:: DATA FOR PROCESSING

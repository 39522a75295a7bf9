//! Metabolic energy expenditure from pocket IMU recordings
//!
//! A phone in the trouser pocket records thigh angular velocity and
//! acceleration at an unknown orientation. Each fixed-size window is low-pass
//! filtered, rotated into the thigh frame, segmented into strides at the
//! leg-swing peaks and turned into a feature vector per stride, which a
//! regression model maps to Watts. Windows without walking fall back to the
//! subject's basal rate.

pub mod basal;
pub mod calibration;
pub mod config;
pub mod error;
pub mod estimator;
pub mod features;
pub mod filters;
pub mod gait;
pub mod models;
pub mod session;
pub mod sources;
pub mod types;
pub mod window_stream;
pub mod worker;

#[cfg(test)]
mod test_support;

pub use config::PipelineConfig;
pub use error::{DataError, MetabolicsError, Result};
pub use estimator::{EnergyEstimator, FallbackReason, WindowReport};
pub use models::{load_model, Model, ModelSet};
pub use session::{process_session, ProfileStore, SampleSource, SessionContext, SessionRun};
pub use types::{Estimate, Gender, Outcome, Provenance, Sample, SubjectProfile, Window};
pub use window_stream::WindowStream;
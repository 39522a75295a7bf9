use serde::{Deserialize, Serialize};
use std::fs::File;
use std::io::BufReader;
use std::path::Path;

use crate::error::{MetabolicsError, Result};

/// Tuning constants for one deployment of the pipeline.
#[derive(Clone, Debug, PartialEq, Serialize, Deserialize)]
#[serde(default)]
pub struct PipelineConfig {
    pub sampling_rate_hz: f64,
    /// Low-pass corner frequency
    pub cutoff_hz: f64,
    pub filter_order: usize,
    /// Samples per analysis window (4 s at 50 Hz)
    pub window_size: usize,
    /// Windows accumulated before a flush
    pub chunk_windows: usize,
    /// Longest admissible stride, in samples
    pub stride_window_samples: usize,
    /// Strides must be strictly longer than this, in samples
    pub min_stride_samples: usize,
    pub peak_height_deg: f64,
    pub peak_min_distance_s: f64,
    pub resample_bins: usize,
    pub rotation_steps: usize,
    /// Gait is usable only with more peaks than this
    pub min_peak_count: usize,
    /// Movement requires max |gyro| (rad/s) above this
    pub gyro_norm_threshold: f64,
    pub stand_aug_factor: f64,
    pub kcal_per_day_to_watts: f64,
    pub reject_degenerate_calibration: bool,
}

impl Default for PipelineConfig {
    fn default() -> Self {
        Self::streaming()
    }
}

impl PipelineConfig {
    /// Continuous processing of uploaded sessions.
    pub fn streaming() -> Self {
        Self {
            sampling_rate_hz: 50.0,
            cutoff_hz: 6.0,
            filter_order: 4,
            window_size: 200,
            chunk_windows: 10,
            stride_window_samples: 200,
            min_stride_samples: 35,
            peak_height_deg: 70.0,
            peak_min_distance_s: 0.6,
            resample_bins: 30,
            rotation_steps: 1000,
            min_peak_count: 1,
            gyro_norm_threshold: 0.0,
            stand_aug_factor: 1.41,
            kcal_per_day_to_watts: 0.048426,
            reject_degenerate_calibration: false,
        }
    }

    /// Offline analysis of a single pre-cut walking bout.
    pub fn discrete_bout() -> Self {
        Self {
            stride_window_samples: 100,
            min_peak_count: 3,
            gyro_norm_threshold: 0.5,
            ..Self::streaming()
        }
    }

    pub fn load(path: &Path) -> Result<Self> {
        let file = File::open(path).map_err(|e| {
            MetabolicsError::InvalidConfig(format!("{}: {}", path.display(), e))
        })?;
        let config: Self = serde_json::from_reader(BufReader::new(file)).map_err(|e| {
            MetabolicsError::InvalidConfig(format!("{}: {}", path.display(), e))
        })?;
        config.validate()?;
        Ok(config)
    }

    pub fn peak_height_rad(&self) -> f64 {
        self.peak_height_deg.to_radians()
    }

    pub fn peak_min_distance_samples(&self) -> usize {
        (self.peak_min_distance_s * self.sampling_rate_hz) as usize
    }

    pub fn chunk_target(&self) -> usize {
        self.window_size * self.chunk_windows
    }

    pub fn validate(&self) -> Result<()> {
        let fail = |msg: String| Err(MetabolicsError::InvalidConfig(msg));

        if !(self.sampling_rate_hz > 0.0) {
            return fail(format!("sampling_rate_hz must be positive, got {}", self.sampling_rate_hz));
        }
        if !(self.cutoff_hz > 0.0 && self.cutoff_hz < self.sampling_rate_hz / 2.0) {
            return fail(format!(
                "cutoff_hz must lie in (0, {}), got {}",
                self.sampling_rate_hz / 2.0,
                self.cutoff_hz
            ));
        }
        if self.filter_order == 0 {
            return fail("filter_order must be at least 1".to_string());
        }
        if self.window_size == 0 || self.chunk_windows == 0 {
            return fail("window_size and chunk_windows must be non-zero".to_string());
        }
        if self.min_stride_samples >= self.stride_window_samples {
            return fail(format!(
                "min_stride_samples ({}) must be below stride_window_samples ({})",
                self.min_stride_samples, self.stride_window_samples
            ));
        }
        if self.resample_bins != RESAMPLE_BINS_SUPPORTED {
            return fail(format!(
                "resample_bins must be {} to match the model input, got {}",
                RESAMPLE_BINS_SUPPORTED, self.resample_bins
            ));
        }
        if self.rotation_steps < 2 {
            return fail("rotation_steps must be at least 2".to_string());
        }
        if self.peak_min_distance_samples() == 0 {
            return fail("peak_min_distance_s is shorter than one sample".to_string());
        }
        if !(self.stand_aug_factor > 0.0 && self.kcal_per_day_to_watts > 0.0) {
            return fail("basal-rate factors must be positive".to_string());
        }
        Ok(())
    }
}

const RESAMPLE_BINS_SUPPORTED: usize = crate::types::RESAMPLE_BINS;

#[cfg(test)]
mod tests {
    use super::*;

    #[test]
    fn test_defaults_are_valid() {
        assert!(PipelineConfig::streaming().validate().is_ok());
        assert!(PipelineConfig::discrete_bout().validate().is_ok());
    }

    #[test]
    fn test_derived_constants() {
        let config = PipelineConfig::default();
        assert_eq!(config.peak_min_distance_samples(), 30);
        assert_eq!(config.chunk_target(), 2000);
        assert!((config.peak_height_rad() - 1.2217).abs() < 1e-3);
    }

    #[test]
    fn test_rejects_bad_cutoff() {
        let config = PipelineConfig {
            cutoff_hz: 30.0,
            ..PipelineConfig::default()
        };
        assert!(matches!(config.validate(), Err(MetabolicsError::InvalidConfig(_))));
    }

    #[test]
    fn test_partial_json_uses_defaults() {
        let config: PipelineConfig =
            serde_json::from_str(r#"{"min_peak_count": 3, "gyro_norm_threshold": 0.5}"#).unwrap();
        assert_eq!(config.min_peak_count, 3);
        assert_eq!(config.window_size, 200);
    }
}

::::

TASK ITEM – Reproduce each line of the records in which the string "this" appears.

OUTPUT BELOW –
    /// Strides must be strictly longer than this, in samples
    /// Gait is usable only with more peaks than this
    /// Movement requires max |gyro| (rad/s) above this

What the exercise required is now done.